Il est où le patron ?
Jo, Anouk et Coline sont paysannes. Elles se rencontrent sur le marché pour vendre leur produits et échanger autour d’un petit café. Jo termine ses études et démarche pour obtenir un prêt à l’installation. C’est la féministe du groupe, qui sensibilise les autres au sujet. Anouk, elle, a quitté la ville pour devenir apicultrice. Elle est homosexuelle et vit en colocation. Entre autres problèmes, sa mère ne parvient pas à considérer l’apiculture comme un véritable métier. Enfin, Coline, mariée, deux enfants, a repris une ferme laitière avec son mari. A priori tout va bien. « Le patron » fait les travaux « pénibles » et elle fait… tout le reste : enfants, transformation du lait en fromage, vente, administratifs… Mais finalement, une fois chaussées les lunettes du féminisme, sa colère ne tarde pas à monter.
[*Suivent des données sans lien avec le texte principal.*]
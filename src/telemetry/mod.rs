//! Per-request telemetry
//!
//! Collects typed events as a request moves through the workflow and
//! keeps running statistics the CLI can print in verbose mode.

use std::sync::{Arc, Mutex, MutexGuard};
use std::time::Instant;

use crate::types::ModelChoice;
use crate::workflow::Node;

/// Telemetry event types
#[derive(Debug, Clone)]
pub enum TelemetryEvent {
    /// Orchestrator entered a node
    NodeEntered {
        node: Node,
        timestamp: Instant,
    },
    /// One call to a language-model backend
    LlmCall {
        purpose: &'static str,
        backend: ModelChoice,
        duration_ms: u64,
        /// The call failed and degraded text was substituted
        degraded: bool,
        timestamp: Instant,
    },
    /// One context retrieval
    Retrieval {
        query_len: usize,
        chunks: usize,
        chars: usize,
        citations: usize,
        duration_ms: u64,
        failed: bool,
        timestamp: Instant,
    },
    /// The caller abandoned the request
    Cancelled {
        timestamp: Instant,
    },
}

/// Telemetry statistics
#[derive(Debug, Clone, Default, PartialEq, Eq)]
pub struct TelemetryStats {
    pub nodes_visited: usize,
    pub llm_calls: usize,
    pub llm_failures: usize,
    pub retrievals: usize,
    pub retrieval_failures: usize,
    pub chunks_used: usize,
    pub cancelled: bool,
}

/// Telemetry collector, cheap to clone and shared across fan-out tasks
#[derive(Clone, Debug)]
pub struct TelemetryCollector {
    events: Arc<Mutex<Vec<TelemetryEvent>>>,
    stats: Arc<Mutex<TelemetryStats>>,
    start_time: Instant,
}

fn lock<T>(mutex: &Mutex<T>) -> MutexGuard<'_, T> {
    mutex.lock().unwrap_or_else(|poisoned| poisoned.into_inner())
}

impl TelemetryCollector {
    /// Create a new telemetry collector
    pub fn new() -> Self {
        Self {
            events: Arc::new(Mutex::new(Vec::new())),
            stats: Arc::new(Mutex::new(TelemetryStats::default())),
            start_time: Instant::now(),
        }
    }

    /// Record an event
    pub fn record(&self, event: TelemetryEvent) {
        {
            let mut stats = lock(&self.stats);
            match &event {
                TelemetryEvent::NodeEntered { .. } => {
                    stats.nodes_visited += 1;
                }
                TelemetryEvent::LlmCall { degraded, .. } => {
                    stats.llm_calls += 1;
                    if *degraded {
                        stats.llm_failures += 1;
                    }
                }
                TelemetryEvent::Retrieval { chunks, failed, .. } => {
                    stats.retrievals += 1;
                    stats.chunks_used += chunks;
                    if *failed {
                        stats.retrieval_failures += 1;
                    }
                }
                TelemetryEvent::Cancelled { .. } => {
                    stats.cancelled = true;
                }
            }
        }

        lock(&self.events).push(event);
    }

    /// Get current statistics
    pub fn get_stats(&self) -> TelemetryStats {
        lock(&self.stats).clone()
    }

    /// Get elapsed time since start
    pub fn elapsed(&self) -> std::time::Duration {
        self.start_time.elapsed()
    }

    /// Nodes visited, in order
    pub fn node_path(&self) -> Vec<Node> {
        lock(&self.events)
            .iter()
            .filter_map(|event| match event {
                TelemetryEvent::NodeEntered { node, .. } => Some(*node),
                _ => None,
            })
            .collect()
    }

    /// Purposes of every LLM call made, in order
    pub fn llm_purposes(&self) -> Vec<&'static str> {
        lock(&self.events)
            .iter()
            .filter_map(|event| match event {
                TelemetryEvent::LlmCall { purpose, .. } => Some(*purpose),
                _ => None,
            })
            .collect()
    }

    /// Render a short multi-line summary
    pub fn summary(&self) -> String {
        let stats = self.get_stats();
        let path = self
            .node_path()
            .iter()
            .map(|node| node.name())
            .collect::<Vec<_>>()
            .join(" -> ");

        format!(
            "Path:        {}\nDuration:    {:.2}s\nLLM calls:   {} ({} degraded)\nRetrievals:  {} ({} failed, {} chunks)",
            path,
            self.elapsed().as_secs_f64(),
            stats.llm_calls,
            stats.llm_failures,
            stats.retrievals,
            stats.retrieval_failures,
            stats.chunks_used
        )
    }
}

impl Default for TelemetryCollector {
    fn default() -> Self {
        Self::new()
    }
}
//! Interactive chat loop
//!
//! Reads a line, runs it through the chat session and prints the rendered
//! answer. Ctrl-C while a request is running cancels that request and
//! returns to the prompt; Ctrl-C at the prompt is ignored.

pub mod commands;
pub mod input;

use anyhow::Result;
use colored::*;
use tracing::warn;

use crate::cli::display;
use crate::cli::Verbosity;
use crate::errors::WorkflowError;
use crate::prompts::PromptStore;
use crate::repl::commands::{Command, HELP_TEXT};
use crate::repl::input::InputHandler;
use crate::session::ChatSession;
use crate::types::Role;

/// REPL session coordinator
pub struct ChatRepl {
    input: InputHandler,
    session: ChatSession,
    prompts: Option<PromptStore>,
    verbosity: Verbosity,
}

impl ChatRepl {
    pub fn new(
        input: InputHandler,
        session: ChatSession,
        prompts: Option<PromptStore>,
        verbosity: Verbosity,
    ) -> Self {
        Self {
            input,
            session,
            prompts,
            verbosity,
        }
    }

    pub async fn run(&mut self) -> Result<()> {
        display::show_banner(env!("CARGO_PKG_VERSION"), self.session.model_choice().as_str());

        while let Some(line) = self.input.read_line()? {
            if !self.dispatch(Command::parse(&line)).await? {
                break;
            }
        }

        if let Err(e) = self.input.save_history() {
            warn!(error = %e, "could not save input history");
        }
        println!("{}", "Goodbye!".green());
        Ok(())
    }

    /// Returns false when the loop should stop
    async fn dispatch(&mut self, command: Command) -> Result<bool> {
        match command {
            Command::Empty => {}
            Command::Ask(question) => self.ask(&question).await?,
            Command::Help => println!("{}", HELP_TEXT),
            Command::Quit => return Ok(false),
            Command::Reset => {
                self.session.reset();
                display::show_warning("Conversation cleared.");
            }
            Command::Model { choice: None } => {
                display::show_info(&format!("Current model: {}", self.session.model_choice()));
            }
            Command::Model {
                choice: Some(choice),
            } => {
                self.session.set_model_choice(choice);
                display::show_info(&format!("Switched to {}", choice));
            }
            Command::History => self.show_history(),
            Command::Prompts => match &self.prompts {
                Some(store) => display::show_prompts(&store.list()?),
                None => display::show_warning("Prompt store is not available."),
            },
            Command::Use { index } => {
                let text = match &self.prompts {
                    Some(store) => store.list()?.into_iter().nth(index - 1).map(|p| p.text),
                    None => None,
                };
                match text {
                    Some(text) => {
                        println!("{}", text.dimmed());
                        self.ask(&text).await?;
                    }
                    None => display::show_error(&format!("No saved prompt number {}", index)),
                }
            }
            Command::Invalid { message } => {
                display::show_error(&message);
                println!("Type {} for available commands", "/help".cyan());
            }
        }
        Ok(true)
    }

    async fn ask(&mut self, question: &str) -> Result<()> {
        let canceller = self.session.canceller();
        let pb = display::request_spinner(self.verbosity.show_progress());

        let result = tokio::select! {
            result = self.session.ask(question) => result,
            _ = tokio::signal::ctrl_c() => {
                canceller.cancel();
                Err(WorkflowError::Cancelled)
            }
        };
        pb.finish_and_clear();

        match result {
            Ok(reply) => {
                display::show_answer(&reply.rendered);
                if self.verbosity.show_telemetry() {
                    display::show_telemetry(&reply.scope);
                }
            }
            Err(WorkflowError::Cancelled) => display::show_warning("Request cancelled."),
            Err(e) => display::show_error(&e.to_string()),
        }
        Ok(())
    }

    fn show_history(&self) {
        if self.session.is_empty() {
            display::show_warning("No conversation yet.");
            return;
        }
        for turn in self.session.history() {
            let label = match turn.role {
                Role::User => turn.role.label().green().bold(),
                Role::Assistant => turn.role.label().cyan().bold(),
            };
            println!("{}: {}", label, turn.content);
        }
    }
}
//! Ollama generate backend
//!
//! Ollama receives one combined prompt (system prompt, blank line,
//! user prompt) on `POST /api/generate` with streaming disabled.

use async_trait::async_trait;
use reqwest::Client;
use serde::{Deserialize, Serialize};
use serde_json::json;
use std::time::Duration;

use crate::config::BackendConfig;
use crate::errors::{Result, WorkflowError};
use crate::llm::client::{GenerateOptions, LanguageModel};

/// Default Ollama API endpoint
pub const DEFAULT_OLLAMA_URL: &str = "http://127.0.0.1:11434";

/// Default model
pub const DEFAULT_MODEL: &str = "qwen2.5:7b-instruct";

/// Request timeout (120 seconds)
const REQUEST_TIMEOUT: Duration = Duration::from_secs(120);

/// Ollama client
#[derive(Debug, Clone)]
pub struct OllamaClient {
    client: Client,
    base_url: String,
    model: String,
    temperature: f32,
}

impl OllamaClient {
    /// Create new Ollama client with default settings
    pub fn new() -> Result<Self> {
        Self::with_config(DEFAULT_OLLAMA_URL, DEFAULT_MODEL, 0.2)
    }

    /// Create Ollama client with custom configuration
    pub fn with_config(base_url: &str, model: &str, temperature: f32) -> Result<Self> {
        let client = Client::builder()
            .timeout(REQUEST_TIMEOUT)
            .build()
            .map_err(WorkflowError::Http)?;

        Ok(Self {
            client,
            base_url: base_url.trim_end_matches('/').to_string(),
            model: model.to_string(),
            temperature,
        })
    }

    pub fn from_config(config: &BackendConfig) -> Result<Self> {
        Self::with_config(&config.endpoint, &config.model, config.temperature)
    }

    /// Get current model name
    pub fn model(&self) -> &str {
        &self.model
    }

    /// Get base URL
    pub fn base_url(&self) -> &str {
        &self.base_url
    }

    fn build_request(
        &self,
        system_prompt: &str,
        user_prompt: &str,
        options: &GenerateOptions,
    ) -> OllamaGenerateRequest {
        let mut model_options = json!({
            "temperature": options.temperature.unwrap_or(self.temperature),
        });
        if let Some(max_tokens) = options.max_tokens {
            model_options["num_predict"] = json!(max_tokens);
        }

        OllamaGenerateRequest {
            model: self.model.clone(),
            prompt: format!("{}\n\n{}", system_prompt, user_prompt),
            stream: false,
            format: options.json_mode.then(|| "json".to_string()),
            options: Some(model_options),
        }
    }
}

#[async_trait]
impl LanguageModel for OllamaClient {
    fn name(&self) -> &str {
        &self.model
    }

    async fn generate(
        &self,
        system_prompt: &str,
        user_prompt: &str,
        options: &GenerateOptions,
    ) -> Result<String> {
        let url = format!("{}/api/generate", self.base_url);
        let request = self.build_request(system_prompt, user_prompt, options);

        let response = self
            .client
            .post(&url)
            .json(&request)
            .send()
            .await?
            .error_for_status()?;

        let body: OllamaGenerateResponse = response
            .json()
            .await
            .map_err(|e| WorkflowError::Llm(format!("Failed to decode Ollama response: {}", e)))?;

        Ok(body.response.trim().to_string())
    }

    /// Check if Ollama is available
    async fn health_check(&self) -> bool {
        let url = format!("{}/api/version", self.base_url);

        match self.client.get(&url).send().await {
            Ok(response) => response.status().is_success(),
            Err(_) => false,
        }
    }
}

/// Ollama generate request
#[derive(Debug, Clone, Serialize)]
struct OllamaGenerateRequest {
    model: String,
    prompt: String,
    stream: bool,
    #[serde(skip_serializing_if = "Option::is_none")]
    format: Option<String>,
    #[serde(skip_serializing_if = "Option::is_none")]
    options: Option<serde_json::Value>,
}

/// Ollama generate response (non-streaming)
#[derive(Debug, Deserialize)]
struct OllamaGenerateResponse {
    #[serde(default)]
    response: String,
}

#[cfg(test)]
mod tests {
    use super::*;

    #[test]
    fn test_client_creation() {
        let client = OllamaClient::new().unwrap();
        assert_eq!(client.model(), DEFAULT_MODEL);
        assert_eq!(client.base_url(), DEFAULT_OLLAMA_URL);
    }

    #[test]
    fn test_trailing_slash_trimmed() {
        let client = OllamaClient::with_config("http://localhost:11434/", "llama3.1:8b", 0.2).unwrap();
        assert_eq!(client.base_url(), "http://localhost:11434");
        assert_eq!(client.name(), "llama3.1:8b");
    }

    #[test]
    fn test_request_combines_prompts() {
        let client = OllamaClient::new().unwrap();
        let request = client.build_request(
            "You are a grader.",
            "Is it relevant?",
            &GenerateOptions::new().max_tokens(10),
        );
        let value = serde_json::to_value(&request).unwrap();

        assert_eq!(value["prompt"], "You are a grader.\n\nIs it relevant?");
        assert_eq!(value["stream"], false);
        assert_eq!(value["options"]["num_predict"], 10);
        assert!(value.get("format").is_none());
    }

    #[test]
    fn test_json_mode_sets_format() {
        let client = OllamaClient::new().unwrap();
        let request = client.build_request("s", "u", &GenerateOptions::new().json().temperature(0.5));
        let value = serde_json::to_value(&request).unwrap();
        assert_eq!(value["format"], "json");
        assert!((value["options"]["temperature"].as_f64().unwrap() - 0.5).abs() < 1e-6);
    }
}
Le récit suit le fil des saisons et le sujet s’installe peu à peu. À travers le sexisme ordinaire qui teinte leurs expériences de vie, ces agricultrices dénoncent le patriarcat et la stigmatisation dont elles sont victimes. Cette montée en puissance du récit est une vrai réussite. Ces personnages imaginaires catalysent, de manière tout à fait crédible, toutes les injustices réellement éprouvées par « Les Paysannes en polaire » (un collectif de cinq paysannes : bergères, éleveuses, apicultrices et maraîchères). Sous la plume de Maud Bénézit, dont c’est la première bande dessinée, ces femmes racontent. Elles n’en font pas trop, ne se plaignent pas, elles témoignent. La dessinatrice, avant de se consacrer à l’illustration, a fait des études d’agronomie. Le groupe d’écriture ainsi constitué permet de remonter beaucoup de vérité et de justesse du terrain. Pour un premier essai, c‘est un sans faute. Les dessins assez simples sont mis en couleur sobrement. Ils s’articulent librement dans l’espace de la page, sans contour de cases. C’est assez classique de ce qui se fait en blog bd et c’est efficace.
Finalement, cette lecture nous apprend plein de choses intéressantes sur ces métiers et rappelle l’urgence de modifier les mentalités et comportements ordinaires qui grignotent, sans qu’on s’en rende forcément compte, l’indépendance et la confiance en soi des femmes. Alors… c’est qui la patronne ?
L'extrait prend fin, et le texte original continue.